(Stored data entries)
[Start of Attachment]
//! Cumulative counters for a time buffer.
//!
//! [`BufferMetrics`] is a point-in-time copy of the buffer's counters
//! plus its layout, suitable for telemetry and capacity planning.
//! Counters are relaxed atomics: each is individually exact, but a
//! snapshot is not a consistent cut across all of them.

use std::sync::atomic::{AtomicU64, Ordering};

/// Snapshot of a buffer's counters and layout.
#[derive(Clone, Debug, Default, PartialEq, Eq)]
pub struct BufferMetrics {
    /// Successful `put` calls.
    pub puts: u64,
    /// Puts that created a new key in the current bucket.
    pub inserts: u64,
    /// Puts that merged into an existing key.
    pub merges: u64,
    /// Puts dropped because the current bucket was full.
    pub table_full_rejections: u64,
    /// `tick` calls.
    pub ticks: u64,
    /// Buckets rotated in, counting every skipped interval.
    pub rotations: u64,
    /// Entries reported to `on_evict`.
    pub evicted_entries: u64,
    /// Queries answered.
    pub queries: u64,
    /// `reset_stats` calls.
    pub resets: u64,
    /// Ring length.
    pub bucket_count: usize,
    /// Maximum distinct keys per bucket.
    pub table_capacity: usize,
    /// Bytes accounted to the region.
    pub region_bytes: usize,
}

#[derive(Default)]
pub(crate) struct Counters {
    pub inserts: AtomicU64,
    pub merges: AtomicU64,
    pub table_full_rejections: AtomicU64,
    pub ticks: AtomicU64,
    pub rotations: AtomicU64,
    pub evicted_entries: AtomicU64,
    pub queries: AtomicU64,
    pub resets: AtomicU64,
}

impl Counters {
    /// Increment `counter` by `n`, returning the previous value.
    pub fn bump(counter: &AtomicU64, n: u64) -> u64 {
        counter.fetch_add(n, Ordering::Relaxed)
    }

    pub fn load(counter: &AtomicU64) -> u64 {
        counter.load(Ordering::Relaxed)
    }
}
[End of Attachment]
WHAT YOU HAVE TO DO
Write out the lines from the one containing "keys per bucket." through the last line of the records above. Include both of those lines and nothing else.

OUTPUT FOR THIS TASK
    /// Maximum distinct keys per bucket.
    pub table_capacity: usize,
    /// Bytes accounted to the region.
    pub region_bytes: usize,
}

#[derive(Default)]
pub(crate) struct Counters {
    pub inserts: AtomicU64,
    pub merges: AtomicU64,
    pub table_full_rejections: AtomicU64,
    pub ticks: AtomicU64,
    pub rotations: AtomicU64,
    pub evicted_entries: AtomicU64,
    pub queries: AtomicU64,
    pub resets: AtomicU64,
}

impl Counters {
    /// Increment `counter` by `n`, returning the previous value.
    pub fn bump(counter: &AtomicU64, n: u64) -> u64 {
        counter.fetch_add(n, Ordering::Relaxed)
    }

    pub fn load(counter: &AtomicU64) -> u64 {
        counter.load(Ordering::Relaxed)
    }
}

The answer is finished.